-- Work to complete --
Would you please return the lines of the entries below starting at the line that has "pub fn extract(text: &str)" and ending at the line that has "for caps in AGE_YEARS_RE.captures_iter(text)", both included, exactly as they are?

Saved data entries
┏━━

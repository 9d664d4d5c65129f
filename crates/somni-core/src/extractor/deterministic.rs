//! Deterministic keyword/pattern extraction.
//!
//! Runs over the concatenation of all user-authored turns. Each field is
//! matched independently; the confidence score is a deterministic function
//! of how many fields were filled and how unambiguous the matches were.

use crate::fields::{ExtractedFields, MainIssue};
use crate::time::ClockTime;
use once_cell::sync::Lazy;
use regex::Regex;

static AGE_MONTHS_RE: Lazy<Regex> =
    Lazy::new(|| Regex::new(r"(?i)(\d{1,2})\s*[-–]?\s*month").expect("age pattern is valid"));
static AGE_YEARS_RE: Lazy<Regex> =
    Lazy::new(|| Regex::new(r"(?i)(\d{1,2})\s*[-–]?\s*year").expect("age pattern is valid"));
static AGE_WEEKS_RE: Lazy<Regex> =
    Lazy::new(|| Regex::new(r"(?i)(\d{1,2})\s*[-–]?\s*week").expect("age pattern is valid"));

static WAKE_RE: Lazy<Regex> = Lazy::new(|| {
    Regex::new(
        r"(?i)\b(?:wakes?|up\s+for\s+the\s+day|morning\s+starts)\s*(?:up\s*)?(?:at|around|about|by)\s+(\d{1,2})(?::([0-5]\d))?\s*(a\.?m\.?|p\.?m\.?)?",
    )
    .expect("wake pattern is valid")
});

static BED_RE: Lazy<Regex> = Lazy::new(|| {
    Regex::new(
        r"(?i)(?:bed\s*time|goes?\s+(?:down|to\s+bed)|in\s+bed|asleep|lights\s+out)\s*(?:is|at|around|about|by)?\s*(\d{1,2})(?::([0-5]\d))?\s*(a\.?m\.?|p\.?m\.?)?",
    )
    .expect("bedtime pattern is valid")
});

static NAPS_COUNT_RE: Lazy<Regex> =
    Lazy::new(|| Regex::new(r"(?i)\b(\d|one|two|three|four)\s+naps?\b").expect("naps pattern is valid"));

static NAP_LEN_AFTER_RE: Lazy<Regex> = Lazy::new(|| {
    Regex::new(r"(?i)naps?[^.\n]{0,30}?((?:\d{1,3}\s*(?:-|–|to)\s*)?\d{1,3}\s*min(?:ute)?s?)")
        .expect("nap length pattern is valid")
});
static NAP_LEN_BEFORE_RE: Lazy<Regex> = Lazy::new(|| {
    Regex::new(r"(?i)((?:\d{1,3}\s*(?:-|–|to)\s*)?\d{1,3}\s*min(?:ute)?s?)[^.\n]{0,20}?naps?")
        .expect("nap length pattern is valid")
});

/// Issue phrase table, checked in order; the first hit wins.
const ISSUE_PHRASES: &[(&str, MainIssue)] = &[
    ("night waking", MainIssue::NightWakings),
    ("wakes at night", MainIssue::NightWakings),
    ("waking at night", MainIssue::NightWakings),
    ("wakes up at night", MainIssue::NightWakings),
    ("up all night", MainIssue::NightWakings),
    ("wakes through the night", MainIssue::NightWakings),
    ("short nap", MainIssue::ShortNaps),
    ("cat nap", MainIssue::ShortNaps),
    ("catnap", MainIssue::ShortNaps),
    ("naps are short", MainIssue::ShortNaps),
    ("too early", MainIssue::EarlyRising),
    ("early riser", MainIssue::EarlyRising),
    ("early rising", MainIssue::EarlyRising),
    ("early morning waking", MainIssue::EarlyRising),
    ("fights bedtime", MainIssue::BedtimeResistance),
    ("fighting bedtime", MainIssue::BedtimeResistance),
    ("bedtime battle", MainIssue::BedtimeResistance),
    ("refuses to go to bed", MainIssue::BedtimeResistance),
    ("won't go to bed", MainIssue::BedtimeResistance),
    ("wont go to bed", MainIssue::BedtimeResistance),
    ("resists bedtime", MainIssue::BedtimeResistance),
    ("rocked to sleep", MainIssue::SelfSettling),
    ("rocking to sleep", MainIssue::SelfSettling),
    ("nursed to sleep", MainIssue::SelfSettling),
    ("nursing to sleep", MainIssue::SelfSettling),
    ("fed to sleep", MainIssue::SelfSettling),
    ("feeding to sleep", MainIssue::SelfSettling),
    ("held to sleep", MainIssue::SelfSettling),
    ("won't settle", MainIssue::SelfSettling),
    ("wont settle", MainIssue::SelfSettling),
    ("can't settle", MainIssue::SelfSettling),
    ("cant settle", MainIssue::SelfSettling),
];

/// Runs the deterministic pass over the given text.
pub fn extract(text: &str) -> ExtractedFields {
    let lower = text.to_lowercase();

    let (age_months, age_unambiguous) = extract_age(text, &lower);
    let wake_time = extract_wake_time(text);
    let bedtime = extract_bedtime(text);
    let naps_count = extract_naps_count(text);
    let nap_lengths = extract_nap_lengths(text);
    let main_issue = extract_issue(&lower);

    let mut fields = ExtractedFields {
        age_months,
        wake_time,
        bedtime,
        naps_count,
        nap_lengths,
        main_issue,
        confidence_score: 0.0,
        assumptions: Vec::new(),
    };
    fields.confidence_score = confidence(&fields, age_unambiguous);
    fields
}

fn confidence(fields: &ExtractedFields, age_unambiguous: bool) -> f32 {
    let mut score = 0.0_f32;
    if fields.age_months.is_some() {
        score += if age_unambiguous { 0.45 } else { 0.25 };
    }
    if fields.wake_time.is_some() {
        score += 0.15;
    }
    if fields.bedtime.is_some() {
        score += 0.10;
    }
    if fields.main_issue.is_some() {
        score += 0.15;
    }
    if fields.naps_count.is_some() {
        score += 0.05;
    }
    if fields.nap_lengths.is_some() {
        score += 0.05;
    }
    score.min(1.0)
}

/// Returns the age plus whether every mention agreed on one value.
fn extract_age(text: &str, lower: &str) -> (Option<u32>, bool) {
    let mut candidates: Vec<u32> = Vec::new();

    for caps in AGE_MONTHS_RE.captures_iter(text) {
        if let Ok(months) = caps[1].parse::<u32>() {
            candidates.push(months);
        }
    }
    for caps in AGE_YEARS_RE.captures_iter(text) {
        if let Ok(years) = caps[1].parse::<u32>() {
            candidates.push(years * 12);
        }
    }
    for caps in AGE_WEEKS_RE.captures_iter(text) {
        if let Ok(weeks) = caps[1].parse::<u32>() {
            candidates.push(weeks / 4);
        }
    }
    if candidates.is_empty() && lower.contains("newborn") {
        candidates.push(1);
    }

    candidates.retain(|m| *m <= 72);
    match candidates.as_slice() {
        [] => (None, false),
        [first, rest @ ..] => {
            let unambiguous = rest.iter().all(|m| m == first);
            (Some(*first), unambiguous)
        }
    }
}

fn extract_wake_time(text: &str) -> Option<ClockTime> {
    let caps = WAKE_RE.captures(text)?;
    let hour: u16 = caps.get(1)?.as_str().parse().ok()?;
    let minute: u16 = caps
        .get(2)
        .map(|m| m.as_str().parse().ok())
        .unwrap_or(Some(0))?;
    match normalized_meridiem(caps.get(3).map(|m| m.as_str())) {
        Some("am") => match hour {
            12 => ClockTime::new(0, minute),
            1..=11 => ClockTime::new(hour, minute),
            _ => None,
        },
        Some(_) => match hour {
            12 => ClockTime::new(12, minute),
            1..=11 => ClockTime::new(hour + 12, minute),
            _ => None,
        },
        // Bare hour: only the plausible morning range reads as a wake time.
        None => match hour {
            4..=11 => ClockTime::new(hour, minute),
            _ => None,
        },
    }
}

fn extract_bedtime(text: &str) -> Option<ClockTime> {
    let caps = BED_RE.captures(text)?;
    let hour: u16 = caps.get(1)?.as_str().parse().ok()?;
    let minute: u16 = caps
        .get(2)
        .map(|m| m.as_str().parse().ok())
        .unwrap_or(Some(0))?;
    match normalized_meridiem(caps.get(3).map(|m| m.as_str())) {
        Some("am") => match hour {
            12 => ClockTime::new(0, minute),
            1..=11 => ClockTime::new(hour, minute),
            _ => None,
        },
        Some(_) => match hour {
            12 => ClockTime::new(12, minute),
            1..=11 => ClockTime::new(hour + 12, minute),
            _ => None,
        },
        // Bare hour: evening reading for small hours, 24h otherwise.
        None => match hour {
            5..=11 => ClockTime::new(hour + 12, minute),
            17..=23 => ClockTime::new(hour, minute),
            _ => None,
        },
    }
}

fn normalized_meridiem(raw: Option<&str>) -> Option<&'static str> {
    let raw = raw?.to_ascii_lowercase().replace('.', "");
    match raw.as_str() {
        "am" => Some("am"),
        "pm" => Some("pm"),
        _ => None,
    }
}

fn extract_naps_count(text: &str) -> Option<u32> {
    let caps = NAPS_COUNT_RE.captures(text)?;
    let raw = caps.get(1)?.as_str().to_ascii_lowercase();
    match raw.as_str() {
        "one" => Some(1),
        "two" => Some(2),
        "three" => Some(3),
        "four" => Some(4),
        digits => digits.parse().ok(),
    }
}

fn extract_nap_lengths(text: &str) -> Option<String> {
    NAP_LEN_AFTER_RE
        .captures(text)
        .or_else(|| NAP_LEN_BEFORE_RE.captures(text))
        .and_then(|caps| caps.get(1))
        .map(|m| m.as_str().trim().to_string())
}

fn extract_issue(lower: &str) -> Option<MainIssue> {
    ISSUE_PHRASES
        .iter()
        .find(|(phrase, _)| lower.contains(phrase))
        .map(|(_, issue)| *issue)
}

#[cfg(test)]
mod tests {
    use super::*;

    #[test]
    fn age_and_no_issue_from_opening_message() {
        let fields = extract("8 month old wakes every 2 hours, no idea what to do");
        assert_eq!(fields.age_months, Some(8));
        assert_eq!(fields.main_issue, None);
        assert_eq!(fields.wake_time, None);
        assert!(fields.confidence_score >= 0.3);
    }

    #[test]
    fn age_forms() {
        assert_eq!(extract("she is 10 months old").age_months, Some(10));
        assert_eq!(extract("my 8-month-old").age_months, Some(8));
        assert_eq!(extract("he just turned 1 year").age_months, Some(12));
        assert_eq!(extract("our 10 week old").age_months, Some(2));
        assert_eq!(extract("we have a newborn").age_months, Some(1));
    }

    #[test]
    fn conflicting_ages_lower_confidence() {
        let one = extract("my 8 month old");
        let conflicting = extract("my 8 month old, or maybe 10 months now");
        assert_eq!(conflicting.age_months, Some(8));
        assert!(conflicting.confidence_score < one.confidence_score);
    }

    #[test]
    fn wake_and_bed_times() {
        let fields = extract("wakes up around 6:30am and bedtime is 7:30pm");
        assert_eq!(fields.wake_time, Some(ClockTime::hm(6, 30)));
        assert_eq!(fields.bedtime, Some(ClockTime::hm(19, 30)));

        // Bare hours read with morning/evening defaults
        let fields = extract("wakes at 6, goes to bed at 7");
        assert_eq!(fields.wake_time, Some(ClockTime::hm(6, 0)));
        assert_eq!(fields.bedtime, Some(ClockTime::hm(19, 0)));
    }

    #[test]
    fn naps_fields() {
        let fields = extract("she takes two naps, usually 30-45 min naps");
        assert_eq!(fields.naps_count, Some(2));
        assert_eq!(fields.nap_lengths.as_deref(), Some("30-45 min"));
    }

    #[test]
    fn issue_phrases_map_to_canonical_labels() {
        assert_eq!(
            extract("constant night waking is killing us").main_issue,
            Some(MainIssue::NightWakings)
        );
        assert_eq!(
            extract("only ever cat naps").main_issue,
            Some(MainIssue::ShortNaps)
        );
        assert_eq!(
            extract("wakes way too early").main_issue,
            Some(MainIssue::EarlyRising)
        );
        assert_eq!(
            extract("fights bedtime every night").main_issue,
            Some(MainIssue::BedtimeResistance)
        );
        assert_eq!(
            extract("has to be rocked to sleep").main_issue,
            Some(MainIssue::SelfSettling)
        );
    }

    #[test]
    fn empty_text_scores_zero() {
        let fields = extract("");
        assert!(fields.is_empty());
        assert_eq!(fields.confidence_score, 0.0);
    }
}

┗━━

-- Solution to this exercise --
pub fn extract(text: &str) -> ExtractedFields {
    let lower = text.to_lowercase();

    let (age_months, age_unambiguous) = extract_age(text, &lower);
    let wake_time = extract_wake_time(text);
    let bedtime = extract_bedtime(text);
    let naps_count = extract_naps_count(text);
    let nap_lengths = extract_nap_lengths(text);
    let main_issue = extract_issue(&lower);

    let mut fields = ExtractedFields {
        age_months,
        wake_time,
        bedtime,
        naps_count,
        nap_lengths,
        main_issue,
        confidence_score: 0.0,
        assumptions: Vec::new(),
    };
    fields.confidence_score = confidence(&fields, age_unambiguous);
    fields
}

fn confidence(fields: &ExtractedFields, age_unambiguous: bool) -> f32 {
    let mut score = 0.0_f32;
    if fields.age_months.is_some() {
        score += if age_unambiguous { 0.45 } else { 0.25 };
    }
    if fields.wake_time.is_some() {
        score += 0.15;
    }
    if fields.bedtime.is_some() {
        score += 0.10;
    }
    if fields.main_issue.is_some() {
        score += 0.15;
    }
    if fields.naps_count.is_some() {
        score += 0.05;
    }
    if fields.nap_lengths.is_some() {
        score += 0.05;
    }
    score.min(1.0)
}

/// Returns the age plus whether every mention agreed on one value.
fn extract_age(text: &str, lower: &str) -> (Option<u32>, bool) {
    let mut candidates: Vec<u32> = Vec::new();

    for caps in AGE_MONTHS_RE.captures_iter(text) {
        if let Ok(months) = caps[1].parse::<u32>() {
            candidates.push(months);
        }
    }
    for caps in AGE_YEARS_RE.captures_iter(text) {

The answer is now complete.